Most everyone has heard of a friend or someone complaining about having to take a second mortgage out on his or her home but you are not sure what that is right? The actual term for this is called a home equity loan. This is very common and many people can use it for whatever they want or need.
A home equity loan is going to mean that you use the house you have for collateral just like a normal home loan. There are many types of home equity loans to choose from and you need to make sure that you have the one that fits your needs the best.
You can use it for college bills, home repairs and many other things. You will need to have great credit in order to get this type of loan.
Having a closed end type home equity loan will allow you to have a lot of money right away and you will not get another loan until this one is completely paid in full.
The amount of money that you receive is going to depend on how much your home is valued at, your income and credit score. A closed end loan will come as a fixed rate and you have up to fifteen years to pay it in full.

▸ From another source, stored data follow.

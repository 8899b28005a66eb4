//! Match session orchestration.
//!
//! A [`Session`] owns the canonical board, the shared search tree and the
//! worker threads for one match. Turns alternate through two entry
//! points: [`Session::apply_opponent_move`] advances the board and tree
//! past the opponent's move, [`Session::take_turn`] races the search
//! strategies against the turn budget, commits the winning move and hands
//! it to the [`MoveSink`].

use std::sync::atomic::{AtomicBool, Ordering};
use std::sync::Arc;
use std::thread::{self, JoinHandle};
use std::time::{Duration, Instant};

use parking_lot::Mutex;
use thiserror::Error;
use tracing::{debug, info, warn};

use amazons_core::{generate_moves, GameState, Move};
use amazons_search::{
    decide, eval_channel, CancelToken, DecisionError, EvalQueue, EvalReceivers, EvalWorker,
    ExhaustiveSearch, GameTree, NodeId, SampledSearch, SearchConfig,
};

use crate::message::{MoveMessage, MoveSink};

#[derive(Debug, Error, PartialEq, Eq)]
pub enum SessionError {
    /// The canonical board rejected a move. Either the opponent sent an
    /// illegal move or the engine chose one for a stale position; the
    /// session shuts itself down and every further call is rejected.
    #[error("canonical board rejected {mv}")]
    Desync { mv: Move },

    /// No legal continuation exists. The game is lost.
    #[error("no legal move available")]
    NoLegalMove,

    /// The session was shut down.
    #[error("session terminated")]
    Terminated,
}

/// Granularity of the wait before the decision pass.
const WAIT_SLICE: Duration = Duration::from_millis(50);

/// One match worth of engine state.
pub struct Session {
    board: Arc<Mutex<GameState>>,
    tree: Arc<GameTree>,
    root: NodeId,
    explored: Arc<AtomicBool>,
    searching: AtomicBool,
    terminated: AtomicBool,
    exhaustive_cancel: CancelToken,
    sampled_cancel: CancelToken,
    queue: EvalQueue,
    receivers: Option<EvalReceivers>,
    worker: Option<EvalWorker>,
    sink: Arc<dyn MoveSink>,
    config: SearchConfig,
    turn_seed: u64,
}

impl Session {
    /// Start a session from the standard initial position.
    pub fn new(config: SearchConfig, sink: Arc<dyn MoveSink>) -> Session {
        Session::with_board(config, sink, GameState::new_game())
    }

    fn with_board(config: SearchConfig, sink: Arc<dyn MoveSink>, board: GameState) -> Session {
        let tree = Arc::new(GameTree::new());
        let (root, _) = tree.get_or_create(None, &board);
        let (queue, receivers) = eval_channel();
        Session {
            board: Arc::new(Mutex::new(board)),
            tree,
            root,
            explored: Arc::new(AtomicBool::new(false)),
            searching: AtomicBool::new(false),
            terminated: AtomicBool::new(false),
            exhaustive_cancel: CancelToken::new(),
            sampled_cancel: CancelToken::new(),
            queue,
            receivers: Some(receivers),
            worker: None,
            sink,
            config,
            turn_seed: rand::random(),
        }
    }

    /// Fix the sampled strategy's base seed, for reproducible runs.
    pub fn with_seed(mut self, seed: u64) -> Session {
        self.turn_seed = seed;
        self
    }

    /// Snapshot of the canonical board.
    pub fn board(&self) -> GameState {
        self.board.lock().clone()
    }

    pub fn root(&self) -> NodeId {
        self.root
    }

    pub fn tree(&self) -> &Arc<GameTree> {
        &self.tree
    }

    /// True once an exhaustive pass has covered every reachable position.
    /// Sticky: later positions are a subset of what was covered.
    pub fn is_explored(&self) -> bool {
        self.explored.load(Ordering::Acquire)
    }

    pub fn is_searching(&self) -> bool {
        self.searching.load(Ordering::Acquire)
    }

    /// Advance the canonical board and the tree root past the opponent's
    /// move, then drop branches the match can no longer reach.
    pub fn apply_opponent_move(&mut self, mv: Move) -> Result<(), SessionError> {
        if self.terminated.load(Ordering::Acquire) {
            return Err(SessionError::Terminated);
        }
        let after = self.commit(mv)?;
        let (child, _) = self.tree.get_or_create(Some(mv), &after);
        self.tree.adopt(self.root, mv, child);
        self.root = child;
        let removed = self.tree.prune(after.ply(), self.root);
        debug!(%mv, ply = after.ply(), removed, "opponent move applied");
        Ok(())
    }

    /// Search for the length of the turn budget, then commit and emit the
    /// best move found. On a decision timeout the first generated legal
    /// move is played instead.
    pub fn take_turn(&mut self) -> Result<Move, SessionError> {
        if self.terminated.load(Ordering::Acquire) {
            return Err(SessionError::Terminated);
        }
        let start = Instant::now();
        self.ensure_worker();
        self.exhaustive_cancel.reset();
        self.sampled_cancel.reset();
        self.searching.store(true, Ordering::Release);

        let seed = self.turn_seed;
        self.turn_seed = self.turn_seed.wrapping_add(1);
        let exhaustive = self.spawn_exhaustive();
        let sampled = self.spawn_sampled(seed);

        let reserve = self.config.decision_reserve;
        let search_until = start + self.config.turn_budget.saturating_sub(reserve);
        while Instant::now() < search_until {
            let remaining = search_until.saturating_duration_since(Instant::now());
            thread::sleep(remaining.min(WAIT_SLICE));
        }

        let deadline = start + self.config.turn_budget;
        let decision = decide(&self.tree, self.root, &self.config.eval_weights, deadline);

        self.exhaustive_cancel.cancel();
        self.sampled_cancel.cancel();
        let _ = exhaustive.join();
        let _ = sampled.join();
        self.searching.store(false, Ordering::Release);

        let mv = match decision {
            Ok(decision) => decision.mv,
            Err(DecisionError::Timeout) => {
                warn!("decision timed out, playing the first legal move");
                self.fallback_move()?
            }
            Err(DecisionError::NoLegalMove) => return Err(SessionError::NoLegalMove),
        };

        let after = self.commit(mv)?;
        let (new_root, _) = self.tree.get_or_create(Some(mv), &after);
        self.tree.adopt(self.root, mv, new_root);
        self.root = new_root;

        let message = MoveMessage::from_move(&mv);
        if let Err(error) = self.sink.send(&message) {
            warn!(%error, "move transmission failed");
        }

        let removed = self.tree.prune(after.ply(), self.root);
        info!(%mv, ply = after.ply(), removed, elapsed = ?start.elapsed(), "turn committed");
        Ok(mv)
    }

    /// Stop every worker. Further turn calls return
    /// [`SessionError::Terminated`].
    pub fn shutdown(&mut self) {
        if self.terminated.swap(true, Ordering::AcqRel) {
            return;
        }
        self.exhaustive_cancel.cancel();
        self.sampled_cancel.cancel();
        if let Some(worker) = self.worker.take() {
            worker.shutdown();
        }
        info!("session shut down");
    }

    /// Apply a move to the canonical board, returning the advanced copy.
    /// Rejection means the board and the match have diverged; the session
    /// shuts down and stays terminated.
    fn commit(&mut self, mv: Move) -> Result<GameState, SessionError> {
        let applied = {
            let mut board = self.board.lock();
            if board.apply(mv) {
                Some(board.clone())
            } else {
                None
            }
        };
        match applied {
            Some(after) => Ok(after),
            None => {
                warn!(%mv, "canonical board rejected move, terminating session");
                self.shutdown();
                Err(SessionError::Desync { mv })
            }
        }
    }

    fn ensure_worker(&mut self) {
        if self.worker.is_some() {
            return;
        }
        if let Some(receivers) = self.receivers.take() {
            self.worker = Some(EvalWorker::spawn(
                Arc::clone(&self.tree),
                receivers,
                self.config.eval_weights,
                self.config.evaluator_park,
            ));
        }
    }

    fn fallback_move(&self) -> Result<Move, SessionError> {
        let board = self.board.lock();
        generate_moves(&board, board.turn_pieces())
            .into_iter()
            .next()
            .ok_or(SessionError::NoLegalMove)
    }

    fn spawn_exhaustive(&self) -> JoinHandle<()> {
        let tree = Arc::clone(&self.tree);
        let queue = self.queue.clone();
        let cancel = self.exhaustive_cancel.clone();
        let explored = Arc::clone(&self.explored);
        let board = Arc::clone(&self.board);
        thread::spawn(move || run_exhaustive(tree, queue, cancel, explored, board))
    }

    fn spawn_sampled(&self, seed: u64) -> JoinHandle<()> {
        let tree = Arc::clone(&self.tree);
        let queue = self.queue.clone();
        let cancel = self.sampled_cancel.clone();
        let explored = Arc::clone(&self.explored);
        let board = Arc::clone(&self.board);
        let config = self.config.clone();
        thread::spawn(move || run_sampled(tree, queue, cancel, explored, board, config, seed))
    }
}

impl Drop for Session {
    fn drop(&mut self) {
        self.shutdown();
    }
}

/// Rerun the full expansion until one run completes without being
/// cancelled. A completed run also covers every later position of the
/// match, so the explored flag stays set for good.
fn run_exhaustive(
    tree: Arc<GameTree>,
    queue: EvalQueue,
    cancel: CancelToken,
    explored: Arc<AtomicBool>,
    board: Arc<Mutex<GameState>>,
) {
    let search = ExhaustiveSearch::new(tree, queue, cancel.clone());
    while !cancel.is_cancelled() && !explored.load(Ordering::Acquire) {
        let snapshot = board.lock().clone();
        if search.run(&snapshot) {
            explored.store(true, Ordering::Release);
            debug!("tree fully explored");
        }
    }
}

/// Run escalating sampled passes until cancelled or the tree is fully
/// explored. Effort grows after every completed pass and resets when a
/// pass is cut short; the snapshot is refreshed each pass so a match that
/// moved on is picked up immediately.
fn run_sampled(
    tree: Arc<GameTree>,
    queue: EvalQueue,
    cancel: CancelToken,
    explored: Arc<AtomicBool>,
    board: Arc<Mutex<GameState>>,
    config: SearchConfig,
    seed: u64,
) {
    let mut search = match SampledSearch::new(tree, queue, &config, cancel.clone(), seed) {
        Ok(search) => search,
        Err(error) => {
            warn!(%error, "sampled strategy disabled: bad policy weights");
            return;
        }
    };
    let mut effort = Escalation::new(&config);
    while !cancel.is_cancelled() && !explored.load(Ordering::Acquire) {
        let snapshot = board.lock().clone();
        if search.run(&snapshot, effort.branches(), effort.depth()) {
            effort.advance();
        } else {
            effort.reset();
        }
    }
}

/// Sampled-pass effort. Fractional growth widens branches roughly once
/// per three completed passes while depth grows faster; a cancelled pass
/// resets both, since the match moved to a fresh position.
struct Escalation {
    branches: f64,
    depth: f64,
    initial_branches: f64,
    initial_depth: f64,
    branch_step: f64,
    depth_step: f64,
}

impl Escalation {
    fn new(config: &SearchConfig) -> Escalation {
        Escalation {
            branches: config.initial_branches as f64,
            depth: config.initial_depth as f64,
            initial_branches: config.initial_branches as f64,
            initial_depth: config.initial_depth as f64,
            branch_step: config.branch_increment,
            depth_step: config.depth_increment,
        }
    }

    fn branches(&self) -> u32 {
        self.branches as u32
    }

    fn depth(&self) -> u32 {
        self.depth as u32
    }

    fn advance(&mut self) {
        self.branches += self.branch_step;
        self.depth += self.depth_step;
    }

    fn reset(&mut self) {
        self.branches = self.initial_branches;
        self.depth = self.initial_depth;
    }
}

Having an open-ended home equity loan is a little bit different. This type of loan will allow you to borrow money when you want it no matter what.
The loan officer will set you up with a line of credit and this will always be there. It will be based on the same factors as the closed end type of loan. They will have adjustable rate and you can make the payments or ten, fifteen, or even thirty years.
Why do you think they are called second mortgages? You are adding another loan payment to your monthly bills and you are using your home as collateral. It might be very tempting, but you really need to weight your options before taking one out.